Given uncertainty and even economic confidence wobbles in some mid-market residential sales outside of a rapidly re-heated Dublin area, due to external factors such as Brexit and Trump carry-on, the sales progress and future fortunes of a ‘place with potential’ like Poulgorm will be one to watch as, once purchased and reinvested in, it’s likely to be a €1m-plus spend all-in.

The Price Register shows just one high-level Maryborough Hill sale ’round this level, No 15 Maryborough Orchard, which wasn’t publicly marketed so may be a family transfer or other off-market transaction. No 3 Maryborough Orchard made a recorded €1.52m in 2010; Karon (or Karyon) Cottage, a dated home on 1.5 exceptional acres next to Elden sold in 2016 for €1m via Sherry FitzGerald, appearing in the register at €975,000.

The Maryborough Hill address also prompted buyers to jump in on sites sold opposite the hotel entrance by the Maryborough Woods development, where 10 individual sites of 0.25-0.5 of an acre sold in 2013 for €265,000-€300,000. Most of those 10 sites now contain large new builds, and although none has yet come for resale, quite a few of the completed, individual one-offs thereon could be contenders to top €1m if offered to the market, and those sites already look like having been remarkable value.
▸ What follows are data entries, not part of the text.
//! Style URL Resolver Tests
//!
//! Corresponds to packages/compiler/test/style_url_resolver_spec.ts
//! All test cases match exactly with TypeScript version

use angular_compiler::style_url_resolver;

#[test]
fn should_resolve_relative_urls() {
    assert!(style_url_resolver::is_style_url_resolvable(Some(
        "someUrl.css"
    )));
}

#[test]
fn should_resolve_package_urls() {
    assert!(style_url_resolver::is_style_url_resolvable(Some(
        "package:someUrl.css"
    )));
}

#[test]
fn should_not_resolve_empty_urls() {
    assert!(!style_url_resolver::is_style_url_resolvable(None));
    assert!(!style_url_resolver::is_style_url_resolvable(Some("")));
}

#[test]
fn should_not_resolve_urls_with_other_schema() {
    assert!(!style_url_resolver::is_style_url_resolvable(Some(
        "http://otherurl"
    )));
}

#[test]
fn should_not_resolve_urls_with_absolute_paths() {
    assert!(!style_url_resolver::is_style_url_resolvable(Some(
        "/otherurl"
    )));
    assert!(!style_url_resolver::is_style_url_resolvable(Some(
        "//otherurl"
    )));
}
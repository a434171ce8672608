//! Import path resolution (spec §4.5): classify an `[Import]` node's raw
//! path, walk the search-path list in extension-kind order, expand
//! wildcards, and detect circular imports via [`GlobalMap`]'s loading stack.
//! Grounded on `ImportManager.h` (import record bookkeeping), `PathManager.h`
//! (path classification/resolution), and `DependencyManager.h` (cycle
//! detection) from the original implementation.

use std::fs;
use std::path::{Path, PathBuf};

use crate::ast::ImportKind;
use crate::diagnostics::{Diagnostic, DiagnosticSink, ResolutionError};
use crate::parse_util::ParseSourceSpan;
use crate::registry::{GlobalMap, ImportRecord};

/// Spec §4.5 step 1: how an import's raw path is shaped.
#[derive(Debug, Clone, Copy, PartialEq, Eq)]
pub enum PathKind {
    Absolute,
    Relative,
    ModuleName,
    Submodule,
    Wildcard,
    RecursiveWildcard,
}

pub fn classify_path(raw_path: &str) -> PathKind {
    if raw_path.ends_with(".**") || raw_path.ends_with("/**") {
        return PathKind::RecursiveWildcard;
    }
    if raw_path.ends_with('*') {
        return PathKind::Wildcard;
    }
    if Path::new(raw_path).is_absolute() {
        return PathKind::Absolute;
    }
    if raw_path.starts_with("./") || raw_path.starts_with("../") || raw_path.contains('/') {
        return PathKind::Relative;
    }
    if raw_path.contains('.') {
        return PathKind::Submodule;
    }
    PathKind::ModuleName
}

/// Spec §4.5 step 3: candidate extensions to try, in order, for a module-name
/// or submodule path that carries no extension of its own.
fn extension_order(kind: &ImportKind) -> &'static [&'static str] {
    match kind {
        ImportKind::Html => &[".html", ".htm"],
        ImportKind::Style => &[".css"],
        ImportKind::JavaScript => &[".js"],
        ImportKind::CJmod => &[".cjmod"],
        ImportKind::Chtl | ImportKind::Config | ImportKind::Origin(_) | ImportKind::Template(_) | ImportKind::Custom(_) => {
            &[".chtl"]
        }
    }
}

/// Where module-name and submodule imports are searched, in order (spec
/// §4.5 step 2): the importing file's own directory, the configured module
/// search paths, then the official module directory.
#[derive(Debug, Clone, Default)]
pub struct SearchConfig {
    pub module_search_paths: Vec<PathBuf>,
    pub official_module_dir: Option<PathBuf>,
}

fn with_extension(base: &Path, ext: &str) -> PathBuf {
    let mut os = base.as_os_str().to_os_string();
    os.push(ext);
    PathBuf::from(os)
}

/// Resolves a single (non-wildcard) import path to a concrete file.
///
/// `Submodule` paths (`Chtholly.Space`) are first split on `.` and rejoined
/// as path segments (`Chtholly/Space`) before the usual search-path walk.
pub fn resolve_path(raw_path: &str, kind: &ImportKind, current_dir: &Path, search: &SearchConfig) -> Result<PathBuf, ResolutionError> {
    let path_kind = classify_path(raw_path);

    if path_kind == PathKind::Absolute {
        let p = PathBuf::from(raw_path);
        return try_extensions(&p, kind).ok_or_else(|| ResolutionError::FileNotFound(raw_path.to_string()));
    }
    if path_kind == PathKind::Relative {
        let p = current_dir.join(raw_path);
        return try_extensions(&p, kind).ok_or_else(|| ResolutionError::FileNotFound(raw_path.to_string()));
    }

    let relative = match path_kind {
        PathKind::Submodule => raw_path.split('.').collect::<Vec<_>>().join("/"),
        _ => raw_path.to_string(),
    };

    let mut roots = vec![current_dir.to_path_buf()];
    roots.extend(search.module_search_paths.iter().cloned());
    if let Some(official) = &search.official_module_dir {
        roots.push(official.clone());
    }

    for root in roots {
        let candidate = root.join(&relative);
        if let Some(found) = try_extensions(&candidate, kind) {
            return Ok(found);
        }
    }
    Err(ResolutionError::FileNotFound(raw_path.to_string()))
}

fn try_extensions(base: &Path, kind: &ImportKind) -> Option<PathBuf> {
    if base.is_file() {
        return Some(base.to_path_buf());
    }
    for ext in extension_order(kind) {
        let candidate = with_extension(base, ext);
        if candidate.is_file() {
            return Some(candidate);
        }
    }
    None
}

/// Expands a wildcard or recursive-wildcard import into the concrete files it
/// matches (spec §4.5 step 4), in directory-listing order.
pub fn resolve_wildcard(raw_path: &str, kind: &ImportKind, current_dir: &Path, search: &SearchConfig) -> Result<Vec<PathBuf>, ResolutionError> {
    let path_kind = classify_path(raw_path);
    let recursive = path_kind == PathKind::RecursiveWildcard;
    let dir_part = raw_path.trim_end_matches("/**").trim_end_matches(".**").trim_end_matches('*').trim_end_matches('/');

    let dir = if Path::new(dir_part).is_absolute() {
        PathBuf::from(dir_part)
    } else if dir_part.is_empty() {
        current_dir.to_path_buf()
    } else {
        current_dir.join(dir_part)
    };

    let exts = extension_order(kind);
    let mut matches = Vec::new();
    collect_matching_files(&dir, exts, recursive, 0, &mut matches);
    if matches.is_empty() {
        return Err(ResolutionError::WildcardMatchedNothing(raw_path.to_string()));
    }
    matches.sort();
    Ok(matches)
}

/// Spec §6.4: a `**` import descends at most this many directory levels
/// below its starting directory.
const MAX_RECURSIVE_WILDCARD_DEPTH: u32 = 10;

fn collect_matching_files(dir: &Path, exts: &[&str], recursive: bool, depth: u32, out: &mut Vec<PathBuf>) {
    let Ok(entries) = fs::read_dir(dir) else { return };
    for entry in entries.flatten() {
        let path = entry.path();
        if path.is_dir() {
            if recursive && depth < MAX_RECURSIVE_WILDCARD_DEPTH {
                collect_matching_files(&path, exts, recursive, depth + 1, out);
            }
            continue;
        }
        if exts.iter().any(|ext| path.to_string_lossy().ends_with(ext)) {
            out.push(path);
        }
    }
}

/// One resolved `[Import]`: its file(s), any `as` alias, and `except`
/// exclusions, ready to feed [`GlobalMap::mark_imported`].
#[derive(Debug, Clone)]
pub struct ResolvedImport {
    pub files: Vec<PathBuf>,
    pub alias: Option<String>,
    pub excludes: Vec<String>,
}

/// Resolves one import declaration and records it in `global`, detecting
/// circular imports via the loading stack (spec §4.5 step 5) before the
/// caller recurses into the resolved file(s).
///
/// Returns `None` (after pushing a diagnostic) when resolution fails;
/// callers should treat that as "nothing further to compile for this
/// import" rather than aborting the whole run (spec §7 best-effort model).
pub fn resolve_import(
    importer_file: &str,
    current_dir: &Path,
    raw_path: &str,
    kind: &ImportKind,
    alias: Option<String>,
    excludes: Vec<String>,
    search: &SearchConfig,
    global: &mut GlobalMap,
    sink: &mut DiagnosticSink,
    span: &ParseSourceSpan,
) -> Option<ResolvedImport> {
    let path_kind = classify_path(raw_path);
    let is_wildcard = matches!(path_kind, PathKind::Wildcard | PathKind::RecursiveWildcard);

    if is_wildcard && alias.is_some() {
        sink.push(Diagnostic::error(crate::diagnostics::SyntaxError::AliasOnWildcardImport, span.clone()));
        return None;
    }

    let files = if is_wildcard {
        match resolve_wildcard(raw_path, kind, current_dir, search) {
            Ok(files) => files,
            Err(err) => {
                sink.error(err, span.clone());
                return None;
            }
        }
    } else {
        match resolve_path(raw_path, kind, current_dir, search) {
            Ok(file) => vec![file],
            Err(err) => {
                sink.error(err, span.clone());
                return None;
            }
        }
    };

    for file in &files {
        let resolved_str = file.to_string_lossy().to_string();
        if global.is_loading(&resolved_str) {
            sink.error(ResolutionError::CircularImport(format!("{} -> {}", importer_file, resolved_str)), span.clone());
            return None;
        }
        global.add_import(ImportRecord {
            importer_file: importer_file.to_string(),
            raw_path: raw_path.to_string(),
            resolved_path: Some(resolved_str),
            alias: alias.clone(),
            excludes: excludes.clone(),
        });
    }

    Some(ResolvedImport { files, alias, excludes })
}
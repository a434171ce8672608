//! Recursive-descent parser (spec §4.3): one-token lookahead, driven by the
//! [`ParserState`] machine for context-sensitive productions. Grounded
//! directly on the original `CHTLParser::Parser` — same per-production method
//! split (`parse_element`, `parse_template_or_custom`, `parse_import`, ...),
//! same synchronization-token recovery — translated into `Option<NodeId>`
//! instead of `nullptr`-returning raw pointers, and pushing [`Diagnostic`]s
//! into a sink instead of accumulating a private error list.

mod html_tags;

use std::sync::Arc;

use indexmap::{IndexMap, IndexSet};
use smallvec::SmallVec;

use crate::ast::{
    Arena, DeleteTarget, ElementFlags, ExceptTarget, ImportKind, InsertPosition, Node, NodeId,
    NodeKind, OriginTypeTag, ParentRef, TargetSelector, TextType, UseKind, Variety,
};
use crate::config::{Configuration, ConfigurationRegistry, OptionValue};
use crate::diagnostics::{ConfigError, DiagnosticSink, SyntaxError};
use crate::keywords::BareKeyword;
use crate::lexer::Lexer;
use crate::parse_util::ParseSourceSpan;
use crate::state::{DepthKind, ParseState, ParserState};
use crate::token::{BracketKeyword, Token, TokenKind};

/// Everything a single-file parse produces, handed off to later pipeline
/// stages (symbol collection, import resolution, ...).
pub struct ParseOutcome {
    pub arena: Arena,
    pub root: NodeId,
    pub registry: ConfigurationRegistry,
}

pub struct Parser {
    lexer: Lexer,
    current: Token,
    lookahead: Option<Token>,
    previous_span: ParseSourceSpan,
    arena: Arena,
    state: ParserState,
    config: Configuration,
    registry: ConfigurationRegistry,
}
(That four acres’ plot famously had sold at peak mid 2000s market madness at auction, for three times over its guide, to make €12m, or €4m an acre for development land. Two years earlier, rugby’s Ronan O’Gara paid €725,000 for his own house site, by the approach avenue to Douglas House on Maryborough Hill.)

So, now, back to Poulgorm, and where rests its fate in the open marketplace, in the latter half of a part-chastened 2017?

It does, indeed, have good bones, but they might be a bit chilly, so at the very least this D2-BER rated, two-storey house will need an energy upgrade.

Already, its profile looks like it might lend itself to passive-house conversion, perhaps with wrap-around insulation and glazing improvements, while the window opes still look quite contemporary, with top-hinged hardwood windows, with unbroken profiles.

What, too of the fate of the existing well-crafted limestone fireplace, with a Liscannor stone hearth? Sherry Fitz say it was made by a mason who’d trained with famed Cork stonemason and sculptor Seamus Murphy. Another historical novelty is the several panes of stained, coloured and leaded glass in the side panels by the property’s hardwood front door, and similar matching panels also from the same Co Kerry church feature in the one-off, bifold doors connecting the triple aspect (one small clerestory window) living room to the dining room.

Other accommodation sees a large hall, with open tread hardwood steps on a central steel spine, a guest loo and a study at ground. Overhead are four bedrooms (no en suite), three to the back, one to the front/side, and main bathroom.

There’s scope to extend at first floor level, over the attached car port and garage which takes up the city side of this relatively compact home, on a one-third acre site with very mature (overgrown in parts) grounds and utmost privacy.

VERDICT: One to watch as a confidence barometer if nothing else. Look beyond the unfurnished house to see the good bones that do, indeed, lie beneath a dated decor, and Murray kitchen.